Entries shown below:
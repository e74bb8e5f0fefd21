use super::processing::{decode_request, drop_unroutable, encode_reply, reply_and_ack};
use super::BoundRoutes;
use crate::connectors::AsyncConnector;
use crate::converter::{JsonConverter, MessageConverter};
use crate::error::RpcError;
use crate::routing::{AsyncRouter, Handler, HandlerError, RouteInfo, RouteOptions};
use futures_util::{stream::FuturesUnordered, FutureExt, StreamExt};
use lapin::message::Delivery;
use lapin::Channel;
use serde::{de::DeserializeOwned, Serialize};
use serde_json::Value;
use shutdown_handler::ShutdownHandler;
use std::future::Future;
use std::panic::AssertUnwindSafe;
use std::sync::Arc;
use tokio::task::JoinError;

/// Serve methods to async handlers.
///
/// Each route gets its own channel and consumer. Requests are processed concurrently, each in
/// its own task, up to the prefetch count of its route.
///
/// # Example
///
/// ```rust,no_run
/// use carrot_rpc::amqp::configuration::{RabbitMqSettings, RpcSettings};
/// use carrot_rpc::connectors::AsyncConnector;
/// use carrot_rpc::routing::RouteOptions;
/// use carrot_rpc::servers::RpcAsyncServer;
/// use serde_json::Value;
///
/// async fn echo(payload: Value) -> Result<Value, anyhow::Error> {
///     Ok(payload)
/// }
///
/// # async fn run() -> Result<(), carrot_rpc::RpcError> {
/// let connector = AsyncConnector::new(&RabbitMqSettings::default(), RpcSettings::default())?;
/// let mut server = RpcAsyncServer::new(connector);
/// server.register("echo", echo, RouteOptions::default())?;
/// server.launch().await
/// # }
/// ```
pub struct RpcAsyncServer {
    connector: AsyncConnector,
    router: AsyncRouter,
    converter: Arc<dyn MessageConverter>,
    /// The number of requests the server processes before exiting.
    /// Unlimited if `None`.
    exit_after: Option<usize>,
}

impl RpcAsyncServer {
    /// A server decoding requests and encoding replies as JSON.
    pub fn new(connector: AsyncConnector) -> Self {
        Self {
            connector,
            router: AsyncRouter::new(),
            converter: Arc::new(JsonConverter),
            exit_after: None,
        }
    }

    /// Decode requests and encode replies with `converter`.
    #[must_use]
    pub fn with_converter(mut self, converter: impl MessageConverter) -> Self {
        self.converter = Arc::new(converter);
        self
    }

    /// Serve all the routes of `router`, prefixing their method names with `prefix`.
    pub fn include_router(
        &mut self,
        router: AsyncRouter,
        prefix: &str,
    ) -> Result<&mut Self, RpcError> {
        self.router.include_router(router, prefix)?;
        Ok(self)
    }

    /// Serve `method` with the async function `f`. See [`Router::register`].
    ///
    /// [`Router::register`]: crate::routing::Router::register
    pub fn register<F, Args, Fut, R, E>(
        &mut self,
        method: impl Into<String>,
        f: F,
        options: RouteOptions,
    ) -> Result<&mut Self, RpcError>
    where
        F: Fn(Args) -> Fut + Send + Sync + 'static,
        Args: DeserializeOwned + Send + 'static,
        Fut: Future<Output = Result<R, E>> + Send,
        R: Serialize + Send,
        E: Into<HandlerError> + Send,
    {
        self.router.register(method, f, options)?;
        Ok(self)
    }

    /// Stop serving after `n` requests, once they have all been processed.
    pub fn exit_after(&mut self, n: usize) -> &mut Self {
        self.exit_after = Some(n);
        self
    }

    pub fn router(&self) -> &AsyncRouter {
        &self.router
    }

    /// The route list to hand over to callers, see [`RpcAsyncClient::with_route_timeouts`].
    ///
    /// [`RpcAsyncClient::with_route_timeouts`]: crate::clients::RpcAsyncClient::with_route_timeouts
    pub fn route_table(&self) -> Vec<RouteInfo> {
        self.router.route_table()
    }

    /// Serve requests until the process receives SIGTERM.
    ///
    /// You usually want to invoke `launch` at the end of your `main` function.
    pub async fn launch(self) -> Result<(), RpcError> {
        let shutdown = ShutdownHandler::sigterm().map_err(RpcError::Shutdown)?;
        self.run_until_shutdown(shutdown).await
    }

    /// Serve requests until `shutdown` is signalled.
    ///
    /// On shutdown the consumers are cancelled and the requests already received are processed
    /// before returning. If the server stops for any other reason, it signals `shutdown`
    /// for the rest of the application.
    #[tracing::instrument(skip_all, name = "rpc_server_run")]
    pub async fn run_until_shutdown(
        self,
        shutdown: Arc<ShutdownHandler>,
    ) -> Result<(), RpcError> {
        if self.router.is_empty() {
            return Err(RpcError::Configuration("no method is registered".into()));
        }
        let manager = self.connector.channel_pool().manager();
        let mut bound =
            match BoundRoutes::bind(manager, self.connector.settings(), &self.router).await {
                Ok(bound) => bound,
                Err(e) => {
                    shutdown.shutdown();
                    return Err(e);
                }
            };

        let router = Arc::new(self.router);
        let mut task_handles = FuturesUnordered::new();
        let mut counter = 0;
        let mut cancelled = false;

        let signal = shutdown.wait_for_signal().fuse();
        tokio::pin!(signal);

        let result = 'event_loop: loop {
            // have we processed all the requests we want?
            if self.exit_after == Some(counter) {
                break 'event_loop Ok(());
            }

            tokio::select! {
                // prefer handling shutdowns over processing more requests
                biased;

                _ = &mut signal, if !cancelled => {
                    tracing::info!("rpc server received shutdown event");
                    bound.cancel().await;
                    cancelled = true;
                }

                // clear out some of our task handles
                Some(joined) = task_handles.next(), if !task_handles.is_empty() => {
                    log_task_failure(joined);
                }

                event = bound.next() => {
                    match event {
                        // all consumers have been cancelled
                        None => break 'event_loop Ok(()),
                        Some((_, Err(e))) => {
                            tracing::error!(error = ?e, "Consumer error");
                            break 'event_loop Err(RpcError::from(e));
                        }
                        Some((channel, Ok(delivery))) => {
                            // Spawn a task per request: a failure while processing one request
                            // does not tear the server down.
                            let future = process(
                                channel,
                                delivery,
                                Arc::clone(&router),
                                Arc::clone(&self.converter),
                            );
                            task_handles.push(tokio::spawn(future));
                            counter += 1;
                        }
                    }
                }
            }
        };

        // Make sure all tasks in flight complete before returning.
        while let Some(joined) = task_handles.next().await {
            log_task_failure(joined);
        }
        bound.close().await;
        shutdown.shutdown();

        result
    }
}

/// Process a request - dispatch to its handler, reply, ack against the AMQP broker.
#[tracing::instrument(
    name = "process_request",
    skip_all,
    fields(method = delivery.routing_key.as_str()),
    level = tracing::Level::DEBUG
)]
async fn process(
    channel: Channel,
    delivery: Delivery,
    router: Arc<AsyncRouter>,
    converter: Arc<dyn MessageConverter>,
) {
    let Some(route) = router.get(delivery.routing_key.as_str()) else {
        drop_unroutable(&delivery).await;
        return;
    };
    let outcome = match decode_request(converter.as_ref(), &delivery.data) {
        Ok(payload) => call_guarded(route.handler().as_ref(), payload).await,
        Err(e) => Err(e),
    };
    let reply = encode_reply(converter.as_ref(), route.method(), outcome);
    reply_and_ack(&channel, &delivery, converter.as_ref(), reply).await;
}

/// Call an async handler, turning a panic into a handler failure.
async fn call_guarded(handler: &dyn Handler, payload: Value) -> Result<Value, HandlerError> {
    AssertUnwindSafe(handler.call(payload))
        .catch_unwind()
        .await
        .unwrap_or_else(|_| Err(anyhow::anyhow!("The handler panicked").into()))
}

fn log_task_failure(joined: Result<(), JoinError>) {
    if let Err(e) = joined {
        tracing::error!(error = ?e, "A request processing task failed");
    }
}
End of Entries shown.
#### Problem description
Where a line of the records contains the word "replies", copy that line.

#### Response
    /// A server decoding requests and encoding replies as JSON.
    /// Decode requests and encode replies with `converter`.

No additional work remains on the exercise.